Collected data entries
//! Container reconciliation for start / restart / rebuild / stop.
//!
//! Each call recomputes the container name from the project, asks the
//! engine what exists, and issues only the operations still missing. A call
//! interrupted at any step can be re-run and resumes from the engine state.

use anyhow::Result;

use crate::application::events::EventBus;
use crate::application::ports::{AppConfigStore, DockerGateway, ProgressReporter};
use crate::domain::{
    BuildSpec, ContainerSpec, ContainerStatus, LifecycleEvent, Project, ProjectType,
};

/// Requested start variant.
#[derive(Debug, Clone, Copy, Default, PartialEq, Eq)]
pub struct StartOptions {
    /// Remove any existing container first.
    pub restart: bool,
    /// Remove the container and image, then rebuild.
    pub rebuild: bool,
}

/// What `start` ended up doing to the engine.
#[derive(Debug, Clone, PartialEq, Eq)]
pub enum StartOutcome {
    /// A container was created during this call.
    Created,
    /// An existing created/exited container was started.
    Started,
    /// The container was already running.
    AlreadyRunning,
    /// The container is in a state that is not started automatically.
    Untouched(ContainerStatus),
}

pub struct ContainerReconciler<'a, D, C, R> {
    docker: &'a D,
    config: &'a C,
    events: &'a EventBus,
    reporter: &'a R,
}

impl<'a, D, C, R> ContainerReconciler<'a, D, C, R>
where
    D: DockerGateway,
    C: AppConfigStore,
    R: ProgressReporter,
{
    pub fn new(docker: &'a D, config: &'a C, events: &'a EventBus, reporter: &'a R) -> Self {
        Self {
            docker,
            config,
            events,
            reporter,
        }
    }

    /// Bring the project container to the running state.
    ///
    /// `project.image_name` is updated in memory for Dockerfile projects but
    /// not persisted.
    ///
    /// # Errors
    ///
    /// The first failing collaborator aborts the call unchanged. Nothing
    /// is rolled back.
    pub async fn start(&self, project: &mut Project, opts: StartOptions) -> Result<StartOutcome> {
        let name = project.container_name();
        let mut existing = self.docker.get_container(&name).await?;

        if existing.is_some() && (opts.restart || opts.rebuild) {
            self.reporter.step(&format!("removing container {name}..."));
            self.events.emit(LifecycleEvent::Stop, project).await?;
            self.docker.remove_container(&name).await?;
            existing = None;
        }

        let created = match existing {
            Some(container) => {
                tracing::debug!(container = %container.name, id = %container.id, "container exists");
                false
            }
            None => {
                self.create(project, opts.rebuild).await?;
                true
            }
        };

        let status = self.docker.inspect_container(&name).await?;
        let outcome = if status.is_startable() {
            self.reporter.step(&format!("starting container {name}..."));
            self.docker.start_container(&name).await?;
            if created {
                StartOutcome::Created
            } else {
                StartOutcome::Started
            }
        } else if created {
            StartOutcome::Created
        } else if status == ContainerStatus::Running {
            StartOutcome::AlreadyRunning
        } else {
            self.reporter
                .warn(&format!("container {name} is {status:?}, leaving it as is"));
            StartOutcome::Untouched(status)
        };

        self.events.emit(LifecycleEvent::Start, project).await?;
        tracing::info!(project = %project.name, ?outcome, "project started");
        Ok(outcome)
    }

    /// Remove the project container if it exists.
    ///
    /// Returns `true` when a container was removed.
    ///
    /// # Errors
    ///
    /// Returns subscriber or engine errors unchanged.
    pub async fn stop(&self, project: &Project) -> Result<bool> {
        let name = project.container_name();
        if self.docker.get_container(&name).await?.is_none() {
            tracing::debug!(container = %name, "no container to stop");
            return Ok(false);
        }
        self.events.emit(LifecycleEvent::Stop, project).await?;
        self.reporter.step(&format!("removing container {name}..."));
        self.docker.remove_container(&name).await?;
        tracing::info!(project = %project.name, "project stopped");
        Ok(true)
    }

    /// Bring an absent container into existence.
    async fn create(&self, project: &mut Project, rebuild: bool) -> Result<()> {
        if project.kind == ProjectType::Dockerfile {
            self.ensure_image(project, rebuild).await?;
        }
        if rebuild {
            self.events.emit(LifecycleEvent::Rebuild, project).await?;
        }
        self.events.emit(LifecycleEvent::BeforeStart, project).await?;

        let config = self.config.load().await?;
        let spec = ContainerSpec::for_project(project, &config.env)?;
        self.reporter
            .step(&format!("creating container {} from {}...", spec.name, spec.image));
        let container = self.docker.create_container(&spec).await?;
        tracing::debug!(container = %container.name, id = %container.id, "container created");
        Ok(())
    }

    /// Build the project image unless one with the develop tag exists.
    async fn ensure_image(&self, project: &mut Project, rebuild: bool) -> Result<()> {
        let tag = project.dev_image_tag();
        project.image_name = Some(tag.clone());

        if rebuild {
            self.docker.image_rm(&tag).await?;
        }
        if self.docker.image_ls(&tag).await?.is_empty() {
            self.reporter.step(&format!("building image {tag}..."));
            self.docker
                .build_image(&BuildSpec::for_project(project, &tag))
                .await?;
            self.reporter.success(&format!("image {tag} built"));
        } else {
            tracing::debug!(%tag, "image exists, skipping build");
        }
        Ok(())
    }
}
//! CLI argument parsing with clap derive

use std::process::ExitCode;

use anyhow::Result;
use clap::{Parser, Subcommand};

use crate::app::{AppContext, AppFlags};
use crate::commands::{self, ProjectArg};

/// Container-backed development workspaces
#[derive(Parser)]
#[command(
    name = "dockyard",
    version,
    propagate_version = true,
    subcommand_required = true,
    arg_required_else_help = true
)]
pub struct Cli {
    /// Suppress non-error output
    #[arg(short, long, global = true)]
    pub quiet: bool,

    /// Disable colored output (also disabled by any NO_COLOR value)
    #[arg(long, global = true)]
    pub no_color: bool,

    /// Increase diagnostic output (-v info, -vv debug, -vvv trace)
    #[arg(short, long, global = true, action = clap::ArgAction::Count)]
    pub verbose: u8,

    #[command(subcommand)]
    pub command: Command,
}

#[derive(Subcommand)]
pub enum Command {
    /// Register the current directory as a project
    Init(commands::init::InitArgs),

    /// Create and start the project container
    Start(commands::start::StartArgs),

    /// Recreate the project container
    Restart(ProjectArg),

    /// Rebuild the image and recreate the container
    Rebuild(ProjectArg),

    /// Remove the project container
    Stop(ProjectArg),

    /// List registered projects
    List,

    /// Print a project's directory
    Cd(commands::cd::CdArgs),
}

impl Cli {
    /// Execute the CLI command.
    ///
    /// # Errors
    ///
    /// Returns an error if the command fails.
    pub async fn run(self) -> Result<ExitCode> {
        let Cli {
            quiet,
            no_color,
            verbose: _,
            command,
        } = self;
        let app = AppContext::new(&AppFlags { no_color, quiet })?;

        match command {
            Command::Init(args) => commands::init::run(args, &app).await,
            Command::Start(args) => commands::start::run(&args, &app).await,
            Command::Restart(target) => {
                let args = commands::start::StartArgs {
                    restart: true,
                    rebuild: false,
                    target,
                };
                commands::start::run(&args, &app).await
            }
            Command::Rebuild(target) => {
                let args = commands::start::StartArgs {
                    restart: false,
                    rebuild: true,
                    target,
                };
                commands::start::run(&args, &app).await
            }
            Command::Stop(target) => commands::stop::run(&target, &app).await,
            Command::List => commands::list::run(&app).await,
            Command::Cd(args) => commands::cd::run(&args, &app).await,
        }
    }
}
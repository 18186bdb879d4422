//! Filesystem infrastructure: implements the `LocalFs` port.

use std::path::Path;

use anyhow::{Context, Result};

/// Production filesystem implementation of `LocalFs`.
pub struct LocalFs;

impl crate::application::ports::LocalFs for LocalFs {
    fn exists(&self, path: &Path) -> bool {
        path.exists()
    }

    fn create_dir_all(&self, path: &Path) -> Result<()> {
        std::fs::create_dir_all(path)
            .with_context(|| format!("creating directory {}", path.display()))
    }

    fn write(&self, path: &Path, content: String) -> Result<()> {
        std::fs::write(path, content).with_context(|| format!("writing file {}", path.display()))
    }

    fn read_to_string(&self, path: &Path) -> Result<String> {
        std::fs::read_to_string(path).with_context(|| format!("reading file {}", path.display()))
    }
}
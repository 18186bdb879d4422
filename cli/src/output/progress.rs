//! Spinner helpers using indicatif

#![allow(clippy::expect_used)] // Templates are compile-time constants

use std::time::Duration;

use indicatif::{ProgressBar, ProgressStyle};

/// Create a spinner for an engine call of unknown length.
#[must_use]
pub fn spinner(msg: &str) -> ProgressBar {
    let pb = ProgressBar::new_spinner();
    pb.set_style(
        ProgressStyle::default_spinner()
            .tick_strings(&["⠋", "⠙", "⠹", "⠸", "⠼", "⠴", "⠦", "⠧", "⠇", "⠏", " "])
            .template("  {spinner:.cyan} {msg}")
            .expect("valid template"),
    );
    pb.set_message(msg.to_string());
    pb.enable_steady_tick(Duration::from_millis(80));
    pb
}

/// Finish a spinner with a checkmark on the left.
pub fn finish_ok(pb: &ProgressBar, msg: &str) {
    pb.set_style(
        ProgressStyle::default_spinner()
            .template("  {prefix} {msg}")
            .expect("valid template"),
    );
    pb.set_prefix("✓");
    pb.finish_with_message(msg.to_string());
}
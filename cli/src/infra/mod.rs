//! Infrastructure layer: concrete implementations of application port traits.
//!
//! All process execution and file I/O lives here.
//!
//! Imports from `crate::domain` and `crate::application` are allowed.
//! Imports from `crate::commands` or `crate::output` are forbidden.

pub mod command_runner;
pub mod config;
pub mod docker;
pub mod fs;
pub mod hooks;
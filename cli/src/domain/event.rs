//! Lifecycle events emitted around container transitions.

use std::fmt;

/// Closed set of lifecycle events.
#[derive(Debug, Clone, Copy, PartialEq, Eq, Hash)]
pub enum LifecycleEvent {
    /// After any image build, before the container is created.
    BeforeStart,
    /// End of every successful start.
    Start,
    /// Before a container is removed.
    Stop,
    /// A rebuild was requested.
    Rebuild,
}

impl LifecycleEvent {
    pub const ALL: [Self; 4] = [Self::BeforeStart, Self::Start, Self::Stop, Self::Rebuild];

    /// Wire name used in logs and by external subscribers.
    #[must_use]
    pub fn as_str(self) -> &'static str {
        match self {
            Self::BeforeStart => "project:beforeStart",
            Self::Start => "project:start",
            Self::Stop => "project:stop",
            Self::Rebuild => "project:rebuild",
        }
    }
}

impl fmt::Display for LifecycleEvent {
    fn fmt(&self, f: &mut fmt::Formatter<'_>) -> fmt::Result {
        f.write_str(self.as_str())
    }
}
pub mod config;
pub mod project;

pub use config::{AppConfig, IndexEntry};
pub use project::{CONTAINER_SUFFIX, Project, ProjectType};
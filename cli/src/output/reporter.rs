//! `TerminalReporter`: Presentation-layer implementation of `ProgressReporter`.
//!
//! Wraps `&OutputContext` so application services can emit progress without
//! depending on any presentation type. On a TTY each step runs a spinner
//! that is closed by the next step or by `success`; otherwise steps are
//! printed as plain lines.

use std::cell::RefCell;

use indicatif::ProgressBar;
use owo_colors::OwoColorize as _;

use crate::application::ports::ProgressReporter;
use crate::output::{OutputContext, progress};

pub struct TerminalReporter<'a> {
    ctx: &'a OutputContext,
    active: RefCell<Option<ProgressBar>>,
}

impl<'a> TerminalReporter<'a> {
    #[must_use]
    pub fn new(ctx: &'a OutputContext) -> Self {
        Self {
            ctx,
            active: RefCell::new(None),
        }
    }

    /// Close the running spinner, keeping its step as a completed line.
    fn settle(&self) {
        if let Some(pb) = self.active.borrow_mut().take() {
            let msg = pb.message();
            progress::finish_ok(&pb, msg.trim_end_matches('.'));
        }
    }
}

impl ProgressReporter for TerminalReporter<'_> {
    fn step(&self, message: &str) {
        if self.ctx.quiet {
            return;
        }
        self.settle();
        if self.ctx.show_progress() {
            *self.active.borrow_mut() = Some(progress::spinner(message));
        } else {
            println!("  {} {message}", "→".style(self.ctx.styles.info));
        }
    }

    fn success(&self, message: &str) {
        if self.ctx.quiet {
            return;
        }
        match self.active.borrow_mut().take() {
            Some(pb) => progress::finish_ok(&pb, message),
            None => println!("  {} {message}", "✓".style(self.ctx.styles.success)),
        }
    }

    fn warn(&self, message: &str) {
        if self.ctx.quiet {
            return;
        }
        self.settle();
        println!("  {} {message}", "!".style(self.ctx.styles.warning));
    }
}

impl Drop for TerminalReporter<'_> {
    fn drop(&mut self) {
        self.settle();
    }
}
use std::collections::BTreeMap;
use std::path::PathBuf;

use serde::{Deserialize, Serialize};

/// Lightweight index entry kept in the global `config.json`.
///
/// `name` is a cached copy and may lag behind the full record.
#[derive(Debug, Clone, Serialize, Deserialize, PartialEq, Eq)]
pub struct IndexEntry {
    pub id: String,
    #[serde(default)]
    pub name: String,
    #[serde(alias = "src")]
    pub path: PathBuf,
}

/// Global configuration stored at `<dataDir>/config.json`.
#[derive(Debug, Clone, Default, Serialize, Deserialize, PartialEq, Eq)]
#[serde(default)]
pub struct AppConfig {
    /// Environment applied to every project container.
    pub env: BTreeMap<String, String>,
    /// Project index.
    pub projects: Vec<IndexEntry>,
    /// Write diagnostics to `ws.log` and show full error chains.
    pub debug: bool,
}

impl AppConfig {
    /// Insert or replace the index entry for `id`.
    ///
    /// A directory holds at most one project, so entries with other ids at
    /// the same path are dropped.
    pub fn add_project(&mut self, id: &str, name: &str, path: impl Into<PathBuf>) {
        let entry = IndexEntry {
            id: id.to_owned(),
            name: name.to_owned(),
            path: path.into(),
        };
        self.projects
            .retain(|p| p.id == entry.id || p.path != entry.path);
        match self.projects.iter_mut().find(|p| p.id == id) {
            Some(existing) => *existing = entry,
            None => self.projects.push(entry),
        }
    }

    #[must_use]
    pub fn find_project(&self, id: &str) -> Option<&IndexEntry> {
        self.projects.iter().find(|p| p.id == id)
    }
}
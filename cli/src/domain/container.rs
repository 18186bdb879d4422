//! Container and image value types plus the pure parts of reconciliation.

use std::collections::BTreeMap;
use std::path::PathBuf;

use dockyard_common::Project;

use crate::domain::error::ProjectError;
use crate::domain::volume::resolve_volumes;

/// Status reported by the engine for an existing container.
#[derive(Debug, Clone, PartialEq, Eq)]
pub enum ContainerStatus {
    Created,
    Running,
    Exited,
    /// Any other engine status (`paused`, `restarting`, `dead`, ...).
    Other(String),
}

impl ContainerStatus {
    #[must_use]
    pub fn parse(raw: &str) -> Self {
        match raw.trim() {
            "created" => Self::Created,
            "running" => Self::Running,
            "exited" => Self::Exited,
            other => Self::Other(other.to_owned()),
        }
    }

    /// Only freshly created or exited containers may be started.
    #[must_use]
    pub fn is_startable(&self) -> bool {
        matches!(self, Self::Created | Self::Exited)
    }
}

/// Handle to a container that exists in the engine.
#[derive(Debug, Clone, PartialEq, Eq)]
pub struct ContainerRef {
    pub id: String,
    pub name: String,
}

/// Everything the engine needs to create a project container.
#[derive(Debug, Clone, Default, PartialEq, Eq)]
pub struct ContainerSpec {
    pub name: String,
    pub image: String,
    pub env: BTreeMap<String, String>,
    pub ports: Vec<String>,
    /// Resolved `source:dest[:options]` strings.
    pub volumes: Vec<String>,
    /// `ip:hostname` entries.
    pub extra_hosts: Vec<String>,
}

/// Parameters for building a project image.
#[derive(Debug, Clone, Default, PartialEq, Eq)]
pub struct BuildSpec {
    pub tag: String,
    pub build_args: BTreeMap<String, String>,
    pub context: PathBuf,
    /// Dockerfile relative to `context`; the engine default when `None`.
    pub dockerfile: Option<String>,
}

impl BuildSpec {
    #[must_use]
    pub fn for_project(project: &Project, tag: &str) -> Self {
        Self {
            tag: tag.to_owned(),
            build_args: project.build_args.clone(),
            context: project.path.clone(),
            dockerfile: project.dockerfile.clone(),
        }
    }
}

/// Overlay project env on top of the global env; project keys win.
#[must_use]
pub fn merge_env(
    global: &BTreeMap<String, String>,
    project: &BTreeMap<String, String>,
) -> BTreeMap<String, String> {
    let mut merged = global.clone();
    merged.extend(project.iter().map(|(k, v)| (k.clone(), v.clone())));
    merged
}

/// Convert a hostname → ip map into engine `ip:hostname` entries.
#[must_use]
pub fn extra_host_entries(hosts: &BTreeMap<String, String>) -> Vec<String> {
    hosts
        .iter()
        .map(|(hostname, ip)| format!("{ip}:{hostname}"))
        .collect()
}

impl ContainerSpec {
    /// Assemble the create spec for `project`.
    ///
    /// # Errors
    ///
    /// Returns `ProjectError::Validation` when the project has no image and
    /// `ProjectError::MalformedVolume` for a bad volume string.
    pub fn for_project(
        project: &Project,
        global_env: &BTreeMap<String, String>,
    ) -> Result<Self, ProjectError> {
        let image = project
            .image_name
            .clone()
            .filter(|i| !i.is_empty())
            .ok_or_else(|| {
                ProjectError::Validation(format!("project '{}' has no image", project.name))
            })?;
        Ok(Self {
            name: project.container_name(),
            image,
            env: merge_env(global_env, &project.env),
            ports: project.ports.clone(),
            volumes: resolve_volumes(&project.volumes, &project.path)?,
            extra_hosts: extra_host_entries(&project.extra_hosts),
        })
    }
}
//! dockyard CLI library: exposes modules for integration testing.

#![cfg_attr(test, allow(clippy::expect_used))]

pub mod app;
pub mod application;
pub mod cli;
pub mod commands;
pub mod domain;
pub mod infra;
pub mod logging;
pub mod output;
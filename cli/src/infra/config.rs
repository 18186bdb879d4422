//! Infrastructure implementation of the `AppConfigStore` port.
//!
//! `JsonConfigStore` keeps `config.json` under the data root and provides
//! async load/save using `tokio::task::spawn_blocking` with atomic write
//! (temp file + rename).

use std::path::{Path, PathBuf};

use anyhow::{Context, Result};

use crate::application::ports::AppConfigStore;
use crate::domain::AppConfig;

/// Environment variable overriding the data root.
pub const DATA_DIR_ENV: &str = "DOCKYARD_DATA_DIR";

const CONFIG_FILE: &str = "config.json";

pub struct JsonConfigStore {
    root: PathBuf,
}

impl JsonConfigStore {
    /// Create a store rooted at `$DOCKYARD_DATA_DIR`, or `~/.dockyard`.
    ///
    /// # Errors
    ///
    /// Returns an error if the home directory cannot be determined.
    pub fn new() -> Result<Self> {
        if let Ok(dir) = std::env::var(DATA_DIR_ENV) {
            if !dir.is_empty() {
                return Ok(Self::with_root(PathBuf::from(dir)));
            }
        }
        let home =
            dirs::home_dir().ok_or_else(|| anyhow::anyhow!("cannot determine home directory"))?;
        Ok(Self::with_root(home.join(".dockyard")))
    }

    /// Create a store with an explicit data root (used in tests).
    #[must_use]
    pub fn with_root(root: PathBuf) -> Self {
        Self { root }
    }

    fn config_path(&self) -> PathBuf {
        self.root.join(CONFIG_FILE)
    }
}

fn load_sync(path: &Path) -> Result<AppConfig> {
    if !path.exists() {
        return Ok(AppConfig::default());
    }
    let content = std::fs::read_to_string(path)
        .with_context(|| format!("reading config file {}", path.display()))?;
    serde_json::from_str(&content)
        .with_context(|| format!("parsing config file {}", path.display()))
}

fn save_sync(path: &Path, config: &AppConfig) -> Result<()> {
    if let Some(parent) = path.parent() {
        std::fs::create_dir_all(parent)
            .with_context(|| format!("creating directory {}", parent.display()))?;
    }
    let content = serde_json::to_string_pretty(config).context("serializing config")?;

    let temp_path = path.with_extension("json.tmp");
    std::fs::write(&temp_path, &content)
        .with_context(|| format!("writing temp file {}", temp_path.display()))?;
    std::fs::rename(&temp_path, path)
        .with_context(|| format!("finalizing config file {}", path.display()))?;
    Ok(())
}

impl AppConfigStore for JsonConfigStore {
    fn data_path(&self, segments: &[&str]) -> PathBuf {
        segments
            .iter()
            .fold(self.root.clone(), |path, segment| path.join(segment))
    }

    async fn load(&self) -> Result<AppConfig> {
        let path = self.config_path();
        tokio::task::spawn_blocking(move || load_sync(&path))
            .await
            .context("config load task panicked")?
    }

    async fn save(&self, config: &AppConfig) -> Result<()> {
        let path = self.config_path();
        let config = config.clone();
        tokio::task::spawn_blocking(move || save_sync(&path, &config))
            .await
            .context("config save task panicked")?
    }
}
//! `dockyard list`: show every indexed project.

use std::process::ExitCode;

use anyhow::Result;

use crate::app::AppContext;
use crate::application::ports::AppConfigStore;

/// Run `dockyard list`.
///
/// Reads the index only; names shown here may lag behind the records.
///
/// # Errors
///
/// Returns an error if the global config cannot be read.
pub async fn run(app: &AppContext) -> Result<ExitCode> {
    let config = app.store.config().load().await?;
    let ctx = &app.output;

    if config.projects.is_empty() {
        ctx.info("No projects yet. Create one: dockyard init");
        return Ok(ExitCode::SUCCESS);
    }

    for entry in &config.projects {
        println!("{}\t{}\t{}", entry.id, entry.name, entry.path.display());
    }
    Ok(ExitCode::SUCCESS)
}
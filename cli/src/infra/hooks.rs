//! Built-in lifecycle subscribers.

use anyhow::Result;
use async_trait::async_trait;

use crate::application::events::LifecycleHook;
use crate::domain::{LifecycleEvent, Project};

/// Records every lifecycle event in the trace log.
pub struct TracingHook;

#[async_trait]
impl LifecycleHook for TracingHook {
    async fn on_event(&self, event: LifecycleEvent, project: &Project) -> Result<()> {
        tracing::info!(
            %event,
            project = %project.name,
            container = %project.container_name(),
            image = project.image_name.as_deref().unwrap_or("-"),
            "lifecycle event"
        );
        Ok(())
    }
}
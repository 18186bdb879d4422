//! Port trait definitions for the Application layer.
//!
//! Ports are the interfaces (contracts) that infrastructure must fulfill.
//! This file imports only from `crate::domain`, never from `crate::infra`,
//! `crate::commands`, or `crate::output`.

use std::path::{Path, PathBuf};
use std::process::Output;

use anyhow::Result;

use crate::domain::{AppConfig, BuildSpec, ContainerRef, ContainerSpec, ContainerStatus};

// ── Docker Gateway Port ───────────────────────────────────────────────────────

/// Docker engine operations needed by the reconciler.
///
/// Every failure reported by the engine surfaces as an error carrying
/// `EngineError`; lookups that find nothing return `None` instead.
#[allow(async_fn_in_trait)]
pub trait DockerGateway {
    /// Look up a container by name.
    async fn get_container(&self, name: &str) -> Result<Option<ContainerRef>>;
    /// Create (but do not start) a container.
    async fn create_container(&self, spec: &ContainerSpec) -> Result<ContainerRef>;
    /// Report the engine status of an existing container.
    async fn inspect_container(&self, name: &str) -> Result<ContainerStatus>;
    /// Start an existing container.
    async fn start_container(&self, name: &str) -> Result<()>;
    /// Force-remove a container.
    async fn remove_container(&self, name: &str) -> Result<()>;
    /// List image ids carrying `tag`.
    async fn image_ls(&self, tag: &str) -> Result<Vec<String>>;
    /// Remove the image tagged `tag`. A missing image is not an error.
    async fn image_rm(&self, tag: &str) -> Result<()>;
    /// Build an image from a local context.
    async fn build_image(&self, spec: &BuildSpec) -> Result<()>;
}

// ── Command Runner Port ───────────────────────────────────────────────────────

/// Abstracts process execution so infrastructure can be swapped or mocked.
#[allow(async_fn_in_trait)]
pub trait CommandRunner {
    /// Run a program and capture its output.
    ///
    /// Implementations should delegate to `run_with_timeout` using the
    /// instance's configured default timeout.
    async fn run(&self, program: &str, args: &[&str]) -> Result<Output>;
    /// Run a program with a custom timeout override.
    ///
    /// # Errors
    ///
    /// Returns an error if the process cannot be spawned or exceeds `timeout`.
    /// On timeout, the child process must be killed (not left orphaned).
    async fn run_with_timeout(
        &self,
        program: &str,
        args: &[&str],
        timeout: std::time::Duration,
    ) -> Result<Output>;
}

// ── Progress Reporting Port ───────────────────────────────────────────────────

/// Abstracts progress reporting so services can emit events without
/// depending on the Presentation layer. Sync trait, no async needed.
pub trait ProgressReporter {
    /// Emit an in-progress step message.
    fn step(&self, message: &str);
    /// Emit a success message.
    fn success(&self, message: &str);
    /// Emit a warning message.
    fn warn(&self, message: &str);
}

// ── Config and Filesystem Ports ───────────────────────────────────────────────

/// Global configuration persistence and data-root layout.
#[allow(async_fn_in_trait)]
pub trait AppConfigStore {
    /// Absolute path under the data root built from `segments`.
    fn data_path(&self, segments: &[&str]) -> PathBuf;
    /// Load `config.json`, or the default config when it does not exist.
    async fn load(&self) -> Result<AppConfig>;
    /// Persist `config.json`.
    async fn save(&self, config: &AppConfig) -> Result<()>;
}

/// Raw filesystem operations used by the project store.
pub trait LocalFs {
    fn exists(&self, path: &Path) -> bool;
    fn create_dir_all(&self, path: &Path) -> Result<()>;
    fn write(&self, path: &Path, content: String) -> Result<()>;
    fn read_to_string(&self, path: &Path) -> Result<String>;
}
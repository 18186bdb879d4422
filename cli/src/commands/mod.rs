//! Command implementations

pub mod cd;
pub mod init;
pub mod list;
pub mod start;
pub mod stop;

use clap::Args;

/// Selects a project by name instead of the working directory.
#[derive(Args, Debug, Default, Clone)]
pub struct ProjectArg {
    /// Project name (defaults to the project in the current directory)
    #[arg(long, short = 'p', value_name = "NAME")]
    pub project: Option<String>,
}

Task item> Would you please give the number of lines in the data above that contain the string "target"? Reply with that number only.

Answer section> 5